I frowned, “Eating the eldritch.”
Yawm’s hands lowered, “You...you can...eat...the eldritch?”
I shrugged, “Yeah, it’s not that big a deal.”
Yawm shook his head before staring at the ground where the elk died. He grabbed his head with a mammoth hand,
“I...I’ve never seen something assimilate eldritch. Nothing, not even Old Ones.”
I peeled my armor off my face as I spread out my arms, “Come on, it’s nothing to make a big fuss over.”
Yawm shook his head while looking up from the ground. As he stood his full height, his head grazed the low lying leaves of the glass trees,
“Oh it is. No matter how benign they may seem, All eldritch carry what I call malignance. They are beings that hold no rhyme or reason. They infect life around them and turn it into disorder. That is what makes eldritch beings worthy of fearing. It’s their potential to corrupt.”
Yawm pointed at me, “This...armor of yours. It’s immune to that influence, otherwise you’d be a floundering ball of meat by now.”
Yawm shook the hand for emphasis, “I’ve seen warriors that I fear fall to splashes of eldritch blood landing in their mouths and eyes. My entire goal revolves around creating a being that creates harmony between the order of our dimension and the chaos of theirs. You already have it.”
I shook my head, “There’s no harmony here. My armor doesn’t use the eldritch energy as it is. It eats it. There’s nothing of that eldritch remaining.”
Yawm cupped his chin, “Ah...that’s disappointing. It’s not nearly as fascinating if your armor is converting eldritch energy rather than using eldritch energy...On another note of interest, you’d be considered an alpha predator to higher level, sentient eldritch. They may listen to you.”

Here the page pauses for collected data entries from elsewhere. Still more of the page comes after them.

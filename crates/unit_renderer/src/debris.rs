//! Flying debris from destroyed units.
//!
//! Each piece is a set of triangles torn from one model piece. Fragment
//! motion is stateless: position at age `t` follows from the initial speed
//! and gravity through two closed-form drag factors, so a piece stores
//! nothing per frame except its integer age.
//!
//! With air drag `d` the iterative scheme
//! `pos += speed; speed *= d; speed.y += g` sums to
//! `pos(t) = pos0 + speed0 * S(t) + g * G(t)` where
//! `S(t) = (1 - d^t) / (1 - d)` and `G(t) = (t - S(t)) / (1 - d)`.

use std::sync::Arc;

use engine_core::GAME_SPEED;
use glam::{Mat4, Quat, Vec3};
use rand::prelude::*;

use crate::camera::Camera;
use crate::commands::DrawCommand;
use crate::model::{ModelType, TextureId};
use crate::scene::{TeamPalette, Terrain};
use crate::state::RenderStateMachine;
use crate::vertex::DebrisVertex;

pub const AIR_DRAG: f32 = 0.995;
/// Extra outward speed given to each fragment, scaled by a random factor.
pub const EXPLOSION_SPEED: f32 = 3.0;
/// Gravity per tick squared, used when the map does not provide one.
pub const DEFAULT_GRAVITY: f32 = -0.1;

const INV_AIR_DRAG: f32 = 1.0 / (1.0 - AIR_DRAG);

/// Displacement multipliers for speed and gravity at one (interpolated) age.
#[derive(Debug, Clone, Copy, PartialEq)]
pub struct DragFactors {
    pub speed: f32,
    pub gravity: f32,
    /// Interpolated age in ticks; drives fragment spin.
    pub age: f32,
}

impl DragFactors {
    pub fn at(age: f32) -> Self {
        let speed = (1.0 - AIR_DRAG.powf(age)) * INV_AIR_DRAG;
        let gravity = (age - speed) * INV_AIR_DRAG;
        Self { speed, gravity, age }
    }
}

/// Triangle mesh of one model piece in piece space.
#[derive(Debug, Clone, Default)]
pub struct PieceMesh {
    pub vertices: Vec<DebrisVertex>,
    pub indices: Vec<u32>,
}

impl PieceMesh {
    pub fn triangle_count(&self) -> usize {
        self.indices.len() / 3
    }

    fn vertex(&self, i: usize) -> Option<&DebrisVertex> {
        self.indices.get(i).and_then(|&v| self.vertices.get(v as usize))
    }

    /// Direction from the piece origin to a triangle's centroid.
    fn triangle_dir(&self, first: usize) -> Vec3 {
        let mid = (0..3)
            .filter_map(|j| self.vertex(first + j))
            .map(|v| Vec3::from(v.position))
            .sum::<Vec3>()
            * 0.333;
        mid.try_normalize().unwrap_or(Vec3::ZERO)
    }
}

#[derive(Debug, Clone, Copy)]
struct Fragment {
    /// Index of the triangle's first index in `PieceMesh::indices`.
    first_index: usize,
    speed: Vec3,
    axis: Vec3,
    spin: f32,
}

/// Everything needed to blow one piece apart.
#[derive(Debug, Clone)]
pub struct PieceSpawn {
    pub mesh: Arc<PieceMesh>,
    /// World matrix of the piece at the moment of destruction.
    pub matrix: Mat4,
    /// Speed of the dying unit.
    pub speed: Vec3,
    pub radius: f32,
    /// Share of the piece's triangles that become fragments.
    pub chance: f32,
    pub team: i32,
    pub texture: TextureId,
}

#[derive(Debug, Clone)]
pub struct FlyingPiece {
    mesh: Arc<PieceMesh>,
    matrix: Mat4,
    pos0: Vec3,
    speed: Vec3,
    piece_radius: f32,
    team: i32,
    texture: TextureId,
    age: u32,
    fragments: Vec<Fragment>,
    /// Culling sphere, refreshed every tick.
    pos: Vec3,
    radius: f32,
}

impl FlyingPiece {
    pub fn new(spawn: PieceSpawn, rng: &mut impl Rng) -> Self {
        let triangles = spawn.mesh.triangle_count();
        let chance = spawn.chance.clamp(0.0, 1.0);
        let expected = ((chance * triangles as f32) as usize).max(1);

        let mut fragments = Vec::with_capacity(expected.min(triangles));
        for t in 0..triangles {
            if rng.gen::<f32>() > chance {
                continue;
            }
            let first_index = t * 3;
            let dir = spawn.mesh.triangle_dir(first_index);
            fragments.push(Fragment {
                first_index,
                speed: spawn.speed + dir * EXPLOSION_SPEED * rng.gen::<f32>(),
                axis: random_axis(rng),
                spin: rng.gen::<f32>() * 0.1,
            });
            if fragments.len() >= expected {
                break;
            }
        }

        let pos0 = spawn.matrix.w_axis.truncate();
        Self {
            mesh: spawn.mesh,
            matrix: spawn.matrix,
            pos0,
            speed: spawn.speed,
            piece_radius: spawn.radius,
            team: spawn.team,
            texture: spawn.texture,
            age: 0,
            fragments,
            pos: pos0,
            radius: spawn.radius + 10.0,
        }
    }

    pub fn team(&self) -> i32 {
        self.team
    }

    pub fn texture(&self) -> TextureId {
        self.texture
    }

    pub fn age(&self) -> u32 {
        self.age
    }

    pub fn fragment_count(&self) -> usize {
        self.fragments.len()
    }

    /// Culling sphere center.
    pub fn pos(&self) -> Vec3 {
        self.pos
    }

    pub fn radius(&self) -> f32 {
        self.radius
    }

    /// Center of the piece at the given drag factors.
    pub fn center_at(&self, f: &DragFactors, gravity: f32) -> Vec3 {
        self.pos0 + self.speed * f.speed + Vec3::Y * gravity * f.gravity
    }

    fn fragment_matrix(&self, frag: &Fragment, f: &DragFactors, gravity: f32) -> Mat4 {
        let offset = frag.speed * f.speed + Vec3::Y * gravity * f.gravity;
        Mat4::from_translation(offset) * self.matrix * Mat4::from_quat(Quat::from_axis_angle(frag.axis, frag.spin * f.age))
    }

    /// Advance one tick. Every `GAME_SPEED` ticks the piece is retired once
    /// all fragments have sunk below the terrain.
    pub fn tick(&mut self, gravity: f32, terrain: &dyn Terrain) -> bool {
        self.age += 1;
        let f = DragFactors::at(self.age as f32);
        self.pos = self.center_at(&f, gravity);
        self.radius = self.piece_radius + EXPLOSION_SPEED * f.speed + 10.0;

        if self.age % GAME_SPEED != 0 {
            return true;
        }
        self.fragments.iter().any(|frag| {
            let p = self.fragment_matrix(frag, &f, gravity).w_axis.truncate();
            p.y + 10.0 >= terrain.height_at(p.x, p.z)
        })
    }

    /// World-space triangles at the given drag factors.
    pub fn append_vertices(&self, f: &DragFactors, gravity: f32, out: &mut Vec<DebrisVertex>) {
        out.reserve(self.fragments.len() * 3);
        for frag in &self.fragments {
            let m = self.fragment_matrix(frag, f, gravity);
            for j in 0..3 {
                let Some(v) = self.mesh.vertex(frag.first_index + j) else {
                    continue;
                };
                let p = m.transform_point3(Vec3::from(v.position));
                let n = m.transform_vector3(Vec3::from(v.normal)).normalize_or_zero();
                out.push(DebrisVertex::new(p, n, v.tex_coords.into()));
            }
        }
    }
}

fn random_axis(rng: &mut impl Rng) -> Vec3 {
    Vec3::new(rng.gen_range(-1.0..1.0), rng.gen_range(-1.0..1.0), rng.gen_range(-1.0..1.0))
        .try_normalize()
        .unwrap_or(Vec3::Y)
}

/// All live debris pieces.
pub struct DebrisField {
    pieces: Vec<FlyingPiece>,
    gravity: f32,
    max_triangles: usize,
    rng: StdRng,
}

impl Default for DebrisField {
    fn default() -> Self {
        Self::new(DEFAULT_GRAVITY)
    }
}

impl DebrisField {
    pub fn new(gravity: f32) -> Self {
        Self::with_rng(gravity, StdRng::from_entropy())
    }

    /// Deterministic scatter for replays and tests.
    pub fn with_seed(gravity: f32, seed: u64) -> Self {
        Self::with_rng(gravity, StdRng::seed_from_u64(seed))
    }

    fn with_rng(gravity: f32, rng: StdRng) -> Self {
        Self {
            pieces: Vec::new(),
            gravity,
            max_triangles: 20_000,
            rng,
        }
    }

    pub fn set_max_triangles(&mut self, max: usize) {
        self.max_triangles = max;
    }

    pub fn gravity(&self) -> f32 {
        self.gravity
    }

    pub fn len(&self) -> usize {
        self.pieces.len()
    }

    pub fn is_empty(&self) -> bool {
        self.pieces.is_empty()
    }

    pub fn pieces(&self) -> &[FlyingPiece] {
        &self.pieces
    }

    pub fn triangle_count(&self) -> usize {
        self.pieces.iter().map(FlyingPiece::fragment_count).sum()
    }

    /// Spawn a piece unless the triangle budget is spent. Returns whether it was added.
    pub fn spawn_piece(&mut self, spawn: PieceSpawn) -> bool {
        if self.triangle_count() >= self.max_triangles {
            log::debug!("Debris budget of {} triangles reached, dropping piece", self.max_triangles);
            return false;
        }
        let piece = FlyingPiece::new(spawn, &mut self.rng);
        self.pieces.push(piece);
        true
    }

    /// Advance all pieces one simulation tick and drop the buried ones.
    pub fn tick(&mut self, terrain: &dyn Terrain) {
        let gravity = self.gravity;
        self.pieces.retain_mut(|p| p.tick(gravity, terrain));
    }

    /// Emit visible pieces, batched by team and texture.
    pub fn draw(&self, st: &mut RenderStateMachine, camera: &Camera, teams: &TeamPalette, time_offset: f32) {
        let mut visible: Vec<&FlyingPiece> = self
            .pieces
            .iter()
            .filter(|p| camera.in_view(p.pos, p.radius))
            .collect();
        if visible.is_empty() {
            return;
        }
        visible.sort_by_key(|p| (p.team, p.texture));

        let gravity = self.gravity;
        st.with_debris_drawing(|st| {
            let mut batch: Vec<DebrisVertex> = Vec::new();
            let mut current: Option<(i32, TextureId)> = None;
            for piece in visible {
                let key = (piece.team, piece.texture);
                if current != Some(key) {
                    flush(st, current, &mut batch);
                    st.set_team_color(piece.team, 1.0, teams);
                    st.bind_model_textures(ModelType::Textured, piece.texture);
                    current = Some(key);
                }
                let f = DragFactors::at(piece.age as f32 + time_offset);
                piece.append_vertices(&f, gravity, &mut batch);
            }
            flush(st, current, &mut batch);
        });
    }

    pub fn clear(&mut self) {
        self.pieces.clear();
    }
}

fn flush(st: &mut RenderStateMachine, key: Option<(i32, TextureId)>, batch: &mut Vec<DebrisVertex>) {
    let Some((team, texture)) = key else {
        return;
    };
    if batch.is_empty() {
        return;
    }
    st.emit(DrawCommand::DrawDebris {
        team,
        texture,
        vertices: std::mem::take(batch),
    });
}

Beside Yawm, the dungeon core still sapped energy from Yawm.
I scratched my nose, “What makes you think that? All the eldritch I’ve tried talking with are backstabbing, egomaniacal pricks.”
Yawm shrugged, “Even eldritch understand when they're no longer staring at a sheep. You’ve no doubt noticed that lower level eldritch will obey the rift keeper. That’s because they fear being eaten. You can use that same kind of fear to control them.”
Yawm raised a hand. The air around us cracked, turned green, and shifted into his hand. He placed the glowing, green energy ball above the dungeon core. A pillar of white exploded from the core, piercing into the ground and the sky. Once it reached a certain height, it rippled outwards. It looked like a normal dungeon core’s pillar of energy.
“I’ve tried using higher level eldritch as allies. Even if I can obliterate them in a moment, they still won’t listen to me. They may listen to you, given your unique situation. I’d think on it.”
I looked at my armor. Technically it was meant to be the skin of an eldritch boss, even if it turned into dimensional fabric. Maybe having a few eldritch under my command would be nice. Besides, it wouldn’t hurt to try. Alright, that’s bullshit because it could hurt really, really badly, but it was worth a shot.
I wouldn’t let Yawm know my thoughts about it, so I shrugged, “Eh, maybe one day.”
Yawm walked away from the dungeon core, “No doubt you’ve attained several dungeon cores before. Whenever you take one, it transports you back to your world. This core is different. It lacks a fixed point on your old planet. I can return us home with it, but that’s if you don’t absorb the mana from it.”
He rubbed his hands together, “So don’t touch it. Are you ready for the fighting then?”
I walked away from the dungeon core,
“What kind of fighting?”
Yawm glanced up, “Ah yes, we never agreed on the kind of learning we would be focusing on.”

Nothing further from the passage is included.